(Records from a data source)
....................
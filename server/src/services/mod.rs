pub mod countdown_watcher;
pub mod rankings;
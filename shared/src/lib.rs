pub mod leaderboard;
pub mod payout;
pub mod range;
pub mod settings;

pub use leaderboard::*;
pub use payout::payout_for;
pub use range::{parse_date, resolve_range, window_from_api_value};
pub use settings::*;
use crate::dates::date_pairs;
use crate::error::ScrapeError;
use crate::fetcher::PageSource;
use crate::models::{AggregatedResults, SearchQuery, SkippedDatePair};
use crate::paginator::{scrape_search, ScrapeOptions};
use crate::{debug_eprintln, debug_println};

/// Scrapes one destination across an inclusive date range, one one-night
/// window per day, in chronological order.
///
/// A date pair whose search run dies of `FetchExhausted` or `MalformedPage`
/// is recorded as skipped and the range run carries on; one bad day must
/// not block the rest of the range. The returned aggregate always tells
/// records collected apart from date pairs skipped.
pub fn scrape_date_range(
    source: &impl PageSource,
    destination: &str,
    start_date: &str,
    end_date: &str,
    options: &ScrapeOptions,
) -> Result<AggregatedResults, ScrapeError> {
    let pairs = date_pairs(start_date, end_date)?;

    let mut results = AggregatedResults::default();
    for pair in pairs {
        let query = SearchQuery {
            destination: destination.to_string(),
            pair,
        };
        debug_println!("Scraping {} for {}", destination, pair);

        match scrape_search(source, &query, options) {
            Ok(set) => {
                results.listings.extend(set.listings);
                results.skipped_listings += set.skipped_listings;
            }
            Err(error @ (ScrapeError::FetchExhausted { .. } | ScrapeError::MalformedPage { .. })) => {
                debug_eprintln!("Skipping {}: {}", pair, error);
                results.skipped.push(SkippedDatePair { pair, error });
            }
            // Anything else is a bug in this crate, not a bad day.
            Err(error) => return Err(error),
        }
    }
    Ok(results)
}
use thiserror::Error;

/// Failure kinds of the scraping pipeline.
///
/// `FetchExhausted` and `MalformedPage` are fatal to a single search run;
/// the date-range orchestrator catches them and records the affected date
/// pair as skipped. `InvalidDateRange` is fatal to the whole run and is
/// raised before any network activity.
#[derive(Debug, Error)]
pub enum ScrapeError {
    #[error("giving up on {url} after {attempts} attempts: {source}")]
    FetchExhausted {
        url: String,
        attempts: u32,
        #[source]
        source: Box<dyn std::error::Error + Send + Sync>,
    },

    #[error("unrecognized page structure at {url}: {reason}")]
    MalformedPage { url: String, reason: String },

    #[error("invalid date range: {0}")]
    InvalidDateRange(String),
}
use std::time::Duration;

use reqwest::blocking::Client;
pub use reqwest::StatusCode;

use crate::debug_println;
use crate::error::ScrapeError;

pub const DEFAULT_MAX_RETRIES: u32 = 5;
pub const DEFAULT_TIMEOUT_SECS: u64 = 30;

const USER_AGENT: &str = "Mozilla/5.0 (Windows NT 10.0; Win64; x64) AppleWebKit/537.36 (KHTML, like Gecko) Chrome/91.0.4472.124 Safari/537.36";

/// Raw markup of one fetched results page plus the status it arrived with.
///
/// The fetcher does not interpret the body; deciding what a non-success
/// status means is the caller's job.
#[derive(Debug, Clone)]
pub struct FetchedPage {
    pub status: StatusCode,
    pub body: String,
}

/// Where search result pages come from. The paginator and the orchestrator
/// only talk to this trait, so tests can feed them canned pages.
pub trait PageSource {
    fn fetch(&self, url: &str) -> Result<FetchedPage, ScrapeError>;
}

/// HTTP page source with a bounded retry on transport failures.
///
/// Only network-level failures (connect errors, timeouts) are retried; a
/// response that arrives with an error status is handed back unchanged.
pub struct HttpFetcher {
    client: Client,
    max_retries: u32,
}

impl HttpFetcher {
    pub fn new(timeout: Duration, max_retries: u32) -> reqwest::Result<Self> {
        let client = Client::builder().timeout(timeout).build()?;
        Ok(Self {
            client,
            max_retries,
        })
    }

    fn get_once(&self, url: &str) -> Result<FetchedPage, reqwest::Error> {
        let response = self
            .client
            .get(url)
            .header("User-Agent", USER_AGENT)
            .send()?;
        let status = response.status();
        let body = response.text()?;
        Ok(FetchedPage { status, body })
    }
}

impl PageSource for HttpFetcher {
    fn fetch(&self, url: &str) -> Result<FetchedPage, ScrapeError> {
        let url = url.trim();
        with_retries(self.max_retries, |attempt| {
            if attempt > 1 {
                debug_println!("Retrying {} (attempt {}/{})", url, attempt, self.max_retries);
            }
            self.get_once(url)
        })
        .map_err(|(attempts, source)| ScrapeError::FetchExhausted {
            url: url.to_string(),
            attempts,
            source: Box::new(source),
        })
    }
}

/// Runs `op` up to `max` times, handing it the 1-based attempt number.
/// Every `Err` counts as transient; after the final attempt the last error
/// is returned together with the number of attempts actually made.
pub(crate) fn with_retries<T, E>(
    max: u32,
    mut op: impl FnMut(u32) -> Result<T, E>,
) -> Result<T, (u32, E)> {
    let attempts = max.max(1);
    let mut attempt = 1;
    loop {
        match op(attempt) {
            Ok(value) => return Ok(value),
            Err(e) if attempt >= attempts => return Err((attempts, e)),
            Err(_) => attempt += 1,
        }
    }
}

#[cfg(test)]
mod tests {
    use super::*;

    #[test]
    fn succeeds_without_retrying() {
        let mut calls = 0;
        let result: Result<u32, (u32, &str)> = with_retries(5, |_| {
            calls += 1;
            Ok(42)
        });
        assert_eq!(result.unwrap(), 42);
        assert_eq!(calls, 1);
    }

    #[test]
    fn retries_until_success() {
        let mut calls = 0;
        let result: Result<&str, (u32, &str)> = with_retries(5, |attempt| {
            calls += 1;
            if attempt < 3 {
                Err("connection reset")
            } else {
                Ok("page")
            }
        });
        assert_eq!(result.unwrap(), "page");
        assert_eq!(calls, 3);
    }

    #[test]
    fn exhausts_after_max_attempts() {
        let mut calls = 0;
        let result: Result<(), (u32, &str)> = with_retries(5, |_| {
            calls += 1;
            Err("timed out")
        });
        let (attempts, last) = result.unwrap_err();
        assert_eq!(calls, 5);
        assert_eq!(attempts, 5);
        assert_eq!(last, "timed out");
    }

    #[test]
    fn error_status_is_not_a_transport_failure() {
        // An error status arrives as Ok(FetchedPage), so the retry loop
        // must see exactly one attempt.
        let mut calls = 0;
        let result: Result<StatusCode, (u32, &str)> = with_retries(5, |_| {
            calls += 1;
            Ok(StatusCode::INTERNAL_SERVER_ERROR)
        });
        assert_eq!(result.unwrap(), StatusCode::INTERNAL_SERVER_ERROR);
        assert_eq!(calls, 1);
    }

    #[test]
    fn zero_max_still_makes_one_attempt() {
        let mut calls = 0;
        let _: Result<(), (u32, &str)> = with_retries(0, |_| {
            calls += 1;
            Err("nope")
        });
        assert_eq!(calls, 1);
    }
}
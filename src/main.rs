use std::time::Duration;

use anyhow::{Context, Result};
use charterfinder::export::save_listings_to_csv;
use charterfinder::fetcher::{HttpFetcher, DEFAULT_MAX_RETRIES, DEFAULT_TIMEOUT_SECS};
use charterfinder::orchestrator::scrape_date_range;
use charterfinder::paginator::{ScrapeOptions, DEFAULT_BASE_URL};
use clap::Parser;

#[derive(Parser, Debug)]
#[clap(author, version, about = "Charterfinder - Boat Availability Scraper for Boataround")]
struct Args {
    /// Destination id as used on the site, e.g. "split-1"
    #[clap(short, long)]
    destination: String,

    /// First check-in date (YYYY-MM-DD)
    #[clap(short, long)]
    start_date: String,

    /// Last check-in date (YYYY-MM-DD), inclusive
    #[clap(short, long)]
    end_date: String,

    /// Path to output CSV file
    #[clap(short, long, default_value = "boats.csv")]
    output: String,

    /// Request timeout in seconds
    #[clap(long, default_value_t = DEFAULT_TIMEOUT_SECS)]
    timeout: u64,

    /// Maximum fetch attempts per page
    #[clap(long, default_value_t = DEFAULT_MAX_RETRIES)]
    retries: u32,

    /// Delay between page fetches in milliseconds
    #[clap(long, default_value_t = 500)]
    page_delay: u64,

    /// Base URL of the search service
    #[clap(long, default_value = DEFAULT_BASE_URL)]
    base_url: String,

    /// Enable debug output
    #[clap(long)]
    debug: bool,
}

fn main() -> Result<()> {
    let args = Args::parse();
    charterfinder::debug::set_debug(args.debug);

    println!("Charterfinder - Boat Availability Scraper for Boataround");
    println!("========================================================");

    let fetcher = HttpFetcher::new(Duration::from_secs(args.timeout), args.retries)
        .context("Failed to build HTTP client")?;
    let options = ScrapeOptions {
        base_url: args.base_url,
        page_delay: Some(Duration::from_millis(args.page_delay)),
    };

    let results = scrape_date_range(
        &fetcher,
        &args.destination,
        &args.start_date,
        &args.end_date,
        &options,
    )?;

    save_listings_to_csv(&results.listings, &args.output)?;

    println!("\n=== Summary ===");
    println!("Listings collected: {}", results.listings.len());
    if results.skipped_listings > 0 {
        println!("Listings skipped (no link): {}", results.skipped_listings);
    }
    if results.is_complete() {
        println!("All date pairs scraped.");
    } else {
        println!("Date pairs skipped: {}", results.skipped.len());
        for skipped in &results.skipped {
            println!("  {}: {}", skipped.pair, skipped.error);
        }
    }
    println!("Saved to: {}", args.output);

    Ok(())
}
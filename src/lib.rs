pub mod dates;
pub mod debug;
pub mod error;
pub mod export;
pub mod extractor;
pub mod fetcher;
pub mod models;
pub mod orchestrator;
pub mod page;
pub mod paginator;
use actix_web::{get, web, HttpResponse};

use crate::{
    app_state::AppState,
    errors::AppError,
    models::dto::request::{SearchParams, TrendingParams},
};

#[get("/search")]
async fn search(
    state: web::Data<AppState>,
    query: web::Query<SearchParams>,
) -> Result<HttpResponse, AppError> {
    let response = state.search_service.search(&query.query).await?;
    Ok(HttpResponse::Ok().json(response))
}

#[get("/search_trending")]
async fn search_trending(
    state: web::Data<AppState>,
    query: web::Query<TrendingParams>,
) -> Result<HttpResponse, AppError> {
    let max = query.max.unwrap_or(state.config.trending_default_max);
    let response = state.search_service.search_trending(max).await?;
    Ok(HttpResponse::Ok().json(response))
}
....................
**Assigned task**
Write only the number of lines above that contain "Availability".

**Answer to this exercise**
2